**Your instructions**
Should a line below contain the word "filename", report it.

**Items from a dataset**
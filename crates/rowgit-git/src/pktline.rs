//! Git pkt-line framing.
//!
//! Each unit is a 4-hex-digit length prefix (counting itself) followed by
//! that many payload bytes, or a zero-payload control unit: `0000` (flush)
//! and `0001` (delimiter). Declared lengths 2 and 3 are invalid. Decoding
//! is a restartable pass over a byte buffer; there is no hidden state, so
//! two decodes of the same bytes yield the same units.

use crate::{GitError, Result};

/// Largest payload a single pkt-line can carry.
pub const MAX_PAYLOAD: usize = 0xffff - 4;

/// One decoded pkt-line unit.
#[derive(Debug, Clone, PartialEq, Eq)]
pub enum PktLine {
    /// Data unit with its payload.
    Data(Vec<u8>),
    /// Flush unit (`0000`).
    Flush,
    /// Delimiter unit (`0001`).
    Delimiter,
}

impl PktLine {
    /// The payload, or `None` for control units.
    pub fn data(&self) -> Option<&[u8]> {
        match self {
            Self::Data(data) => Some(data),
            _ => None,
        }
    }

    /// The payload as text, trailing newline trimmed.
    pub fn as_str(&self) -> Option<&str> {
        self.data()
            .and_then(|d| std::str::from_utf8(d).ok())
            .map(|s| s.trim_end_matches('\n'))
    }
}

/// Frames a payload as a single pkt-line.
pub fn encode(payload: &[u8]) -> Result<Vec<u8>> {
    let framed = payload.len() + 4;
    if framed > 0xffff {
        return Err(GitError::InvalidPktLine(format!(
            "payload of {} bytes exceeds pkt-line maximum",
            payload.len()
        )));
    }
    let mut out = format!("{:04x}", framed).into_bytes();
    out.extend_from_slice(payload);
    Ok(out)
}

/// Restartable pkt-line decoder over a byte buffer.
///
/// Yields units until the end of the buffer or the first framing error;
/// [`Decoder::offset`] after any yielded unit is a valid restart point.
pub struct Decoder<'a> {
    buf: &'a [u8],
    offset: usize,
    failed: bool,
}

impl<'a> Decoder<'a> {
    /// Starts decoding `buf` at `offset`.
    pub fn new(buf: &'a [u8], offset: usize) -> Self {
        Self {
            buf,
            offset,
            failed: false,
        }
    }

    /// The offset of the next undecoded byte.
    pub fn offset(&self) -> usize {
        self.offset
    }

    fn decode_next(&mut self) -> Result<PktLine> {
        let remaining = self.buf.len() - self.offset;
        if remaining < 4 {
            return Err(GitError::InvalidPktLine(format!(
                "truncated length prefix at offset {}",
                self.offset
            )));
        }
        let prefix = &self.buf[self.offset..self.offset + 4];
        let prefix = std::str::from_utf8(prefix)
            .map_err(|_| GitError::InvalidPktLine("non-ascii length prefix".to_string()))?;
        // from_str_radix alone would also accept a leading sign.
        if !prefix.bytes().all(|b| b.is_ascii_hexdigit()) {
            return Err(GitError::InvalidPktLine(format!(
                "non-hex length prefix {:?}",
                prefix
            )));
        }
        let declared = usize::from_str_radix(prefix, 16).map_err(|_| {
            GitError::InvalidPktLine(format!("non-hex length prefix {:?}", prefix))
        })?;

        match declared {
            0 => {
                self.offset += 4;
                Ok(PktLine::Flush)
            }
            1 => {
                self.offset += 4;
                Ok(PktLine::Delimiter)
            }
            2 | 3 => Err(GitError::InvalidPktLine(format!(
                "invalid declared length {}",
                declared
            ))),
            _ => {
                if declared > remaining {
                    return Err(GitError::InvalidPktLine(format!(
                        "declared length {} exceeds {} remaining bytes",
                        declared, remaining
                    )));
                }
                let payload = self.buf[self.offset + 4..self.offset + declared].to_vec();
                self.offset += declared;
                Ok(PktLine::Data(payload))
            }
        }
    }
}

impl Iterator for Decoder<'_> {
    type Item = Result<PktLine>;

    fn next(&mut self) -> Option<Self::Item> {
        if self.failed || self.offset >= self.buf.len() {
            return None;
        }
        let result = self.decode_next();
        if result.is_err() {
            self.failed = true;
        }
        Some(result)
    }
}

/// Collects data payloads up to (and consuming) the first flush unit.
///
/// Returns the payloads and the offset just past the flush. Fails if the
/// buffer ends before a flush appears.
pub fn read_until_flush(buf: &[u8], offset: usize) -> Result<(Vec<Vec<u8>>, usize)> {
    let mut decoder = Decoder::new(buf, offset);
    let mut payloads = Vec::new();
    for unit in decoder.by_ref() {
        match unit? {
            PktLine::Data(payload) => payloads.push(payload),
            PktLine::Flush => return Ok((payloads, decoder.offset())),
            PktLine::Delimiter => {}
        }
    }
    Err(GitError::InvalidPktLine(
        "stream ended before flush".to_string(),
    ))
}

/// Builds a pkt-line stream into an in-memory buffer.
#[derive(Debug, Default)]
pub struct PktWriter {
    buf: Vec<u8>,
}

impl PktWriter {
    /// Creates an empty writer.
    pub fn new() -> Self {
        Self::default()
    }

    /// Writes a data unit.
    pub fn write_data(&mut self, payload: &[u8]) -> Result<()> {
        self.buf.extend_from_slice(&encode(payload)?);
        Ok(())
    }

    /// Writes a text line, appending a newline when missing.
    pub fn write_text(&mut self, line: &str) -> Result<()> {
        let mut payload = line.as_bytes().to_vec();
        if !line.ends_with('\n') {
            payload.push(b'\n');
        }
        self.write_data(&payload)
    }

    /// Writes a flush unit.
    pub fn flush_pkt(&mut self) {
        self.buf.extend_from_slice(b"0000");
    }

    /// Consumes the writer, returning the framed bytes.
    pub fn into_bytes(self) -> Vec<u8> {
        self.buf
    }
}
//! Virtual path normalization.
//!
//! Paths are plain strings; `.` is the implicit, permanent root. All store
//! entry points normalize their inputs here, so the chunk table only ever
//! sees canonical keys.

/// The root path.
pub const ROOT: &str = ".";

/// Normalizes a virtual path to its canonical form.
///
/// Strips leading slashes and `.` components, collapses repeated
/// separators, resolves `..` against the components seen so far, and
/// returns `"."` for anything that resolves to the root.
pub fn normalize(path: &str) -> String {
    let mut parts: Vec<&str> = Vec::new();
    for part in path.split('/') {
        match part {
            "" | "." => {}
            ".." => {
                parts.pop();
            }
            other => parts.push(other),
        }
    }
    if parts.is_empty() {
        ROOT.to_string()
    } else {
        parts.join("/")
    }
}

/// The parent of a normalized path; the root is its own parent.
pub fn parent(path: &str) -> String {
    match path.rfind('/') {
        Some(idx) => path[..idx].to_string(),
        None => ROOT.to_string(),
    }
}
---
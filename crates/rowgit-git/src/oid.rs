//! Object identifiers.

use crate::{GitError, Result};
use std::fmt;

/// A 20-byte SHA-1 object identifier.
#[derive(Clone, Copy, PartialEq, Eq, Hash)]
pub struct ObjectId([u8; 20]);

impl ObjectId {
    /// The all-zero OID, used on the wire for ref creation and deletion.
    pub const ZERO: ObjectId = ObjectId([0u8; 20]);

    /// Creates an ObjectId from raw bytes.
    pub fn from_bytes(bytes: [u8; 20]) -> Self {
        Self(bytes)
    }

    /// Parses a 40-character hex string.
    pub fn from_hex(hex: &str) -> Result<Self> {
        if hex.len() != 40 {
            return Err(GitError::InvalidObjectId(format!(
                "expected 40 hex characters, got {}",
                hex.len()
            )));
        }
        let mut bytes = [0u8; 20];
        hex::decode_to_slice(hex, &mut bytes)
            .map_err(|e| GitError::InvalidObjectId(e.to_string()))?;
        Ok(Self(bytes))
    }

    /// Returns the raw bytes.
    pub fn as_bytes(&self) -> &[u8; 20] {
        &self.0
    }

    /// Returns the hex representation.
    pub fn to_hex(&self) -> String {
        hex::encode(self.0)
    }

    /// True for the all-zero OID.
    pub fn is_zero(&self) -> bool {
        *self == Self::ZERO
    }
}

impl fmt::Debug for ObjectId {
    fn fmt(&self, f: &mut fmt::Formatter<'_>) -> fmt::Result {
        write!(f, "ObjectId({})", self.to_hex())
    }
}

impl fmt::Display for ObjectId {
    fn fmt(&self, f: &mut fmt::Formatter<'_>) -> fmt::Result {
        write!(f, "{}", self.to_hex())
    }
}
--
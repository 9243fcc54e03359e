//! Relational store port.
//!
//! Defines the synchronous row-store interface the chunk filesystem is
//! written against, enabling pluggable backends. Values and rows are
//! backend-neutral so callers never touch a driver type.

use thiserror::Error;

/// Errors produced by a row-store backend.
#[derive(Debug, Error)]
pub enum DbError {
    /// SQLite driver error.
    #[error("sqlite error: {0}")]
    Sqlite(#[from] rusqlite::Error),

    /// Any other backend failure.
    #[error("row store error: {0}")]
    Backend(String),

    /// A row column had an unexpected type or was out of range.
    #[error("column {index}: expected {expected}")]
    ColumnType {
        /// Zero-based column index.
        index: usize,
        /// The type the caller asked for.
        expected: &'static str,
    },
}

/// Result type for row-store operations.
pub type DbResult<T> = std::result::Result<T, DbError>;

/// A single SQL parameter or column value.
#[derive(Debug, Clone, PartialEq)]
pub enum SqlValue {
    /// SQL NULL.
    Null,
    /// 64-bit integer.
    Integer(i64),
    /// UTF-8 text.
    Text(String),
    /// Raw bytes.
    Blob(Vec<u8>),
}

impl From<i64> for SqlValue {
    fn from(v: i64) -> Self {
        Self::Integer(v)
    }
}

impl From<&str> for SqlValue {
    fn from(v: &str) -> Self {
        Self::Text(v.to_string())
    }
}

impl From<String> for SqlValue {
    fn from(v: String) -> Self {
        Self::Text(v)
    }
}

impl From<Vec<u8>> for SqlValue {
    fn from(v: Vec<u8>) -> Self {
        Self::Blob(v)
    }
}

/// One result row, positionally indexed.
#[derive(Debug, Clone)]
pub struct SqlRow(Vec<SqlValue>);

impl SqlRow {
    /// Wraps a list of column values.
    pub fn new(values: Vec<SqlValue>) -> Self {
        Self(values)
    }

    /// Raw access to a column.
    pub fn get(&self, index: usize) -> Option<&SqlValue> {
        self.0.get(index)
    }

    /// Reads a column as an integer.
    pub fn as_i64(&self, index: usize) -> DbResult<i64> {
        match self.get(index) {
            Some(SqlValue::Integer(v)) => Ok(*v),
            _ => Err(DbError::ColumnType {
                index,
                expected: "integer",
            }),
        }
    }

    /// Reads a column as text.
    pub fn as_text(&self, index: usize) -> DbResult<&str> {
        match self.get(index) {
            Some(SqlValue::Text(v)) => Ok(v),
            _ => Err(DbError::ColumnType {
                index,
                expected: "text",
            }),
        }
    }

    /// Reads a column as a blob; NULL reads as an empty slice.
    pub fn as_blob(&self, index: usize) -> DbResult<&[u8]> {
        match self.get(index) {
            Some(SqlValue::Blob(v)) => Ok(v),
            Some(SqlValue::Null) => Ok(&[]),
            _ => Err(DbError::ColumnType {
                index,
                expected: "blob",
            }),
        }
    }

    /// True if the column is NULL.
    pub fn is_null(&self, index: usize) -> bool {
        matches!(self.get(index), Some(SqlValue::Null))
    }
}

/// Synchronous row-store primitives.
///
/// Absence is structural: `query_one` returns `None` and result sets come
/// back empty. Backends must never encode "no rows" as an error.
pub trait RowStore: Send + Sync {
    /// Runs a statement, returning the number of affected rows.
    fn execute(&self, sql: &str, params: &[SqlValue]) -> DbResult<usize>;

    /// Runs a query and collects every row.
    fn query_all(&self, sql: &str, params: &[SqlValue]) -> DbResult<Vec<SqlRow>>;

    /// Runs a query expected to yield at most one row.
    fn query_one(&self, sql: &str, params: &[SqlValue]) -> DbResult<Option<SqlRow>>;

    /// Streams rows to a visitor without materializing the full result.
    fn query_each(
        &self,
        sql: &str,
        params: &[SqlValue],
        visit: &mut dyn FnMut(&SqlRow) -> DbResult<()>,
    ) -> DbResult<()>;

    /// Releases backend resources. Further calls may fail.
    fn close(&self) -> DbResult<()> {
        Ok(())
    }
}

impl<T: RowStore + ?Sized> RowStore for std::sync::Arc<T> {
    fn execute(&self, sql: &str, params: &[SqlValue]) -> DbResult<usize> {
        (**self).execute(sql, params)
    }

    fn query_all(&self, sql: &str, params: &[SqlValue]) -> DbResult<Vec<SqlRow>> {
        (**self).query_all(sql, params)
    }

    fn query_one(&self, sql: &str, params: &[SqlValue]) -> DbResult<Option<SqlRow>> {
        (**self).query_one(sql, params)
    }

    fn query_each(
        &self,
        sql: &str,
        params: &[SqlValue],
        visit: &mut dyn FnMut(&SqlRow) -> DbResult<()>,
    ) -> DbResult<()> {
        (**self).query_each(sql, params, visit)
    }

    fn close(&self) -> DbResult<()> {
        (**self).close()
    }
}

**Output of the task**
filename crates/rowgit-git/src/pktline.rs
filename crates/rowgit-git/src/oid.rs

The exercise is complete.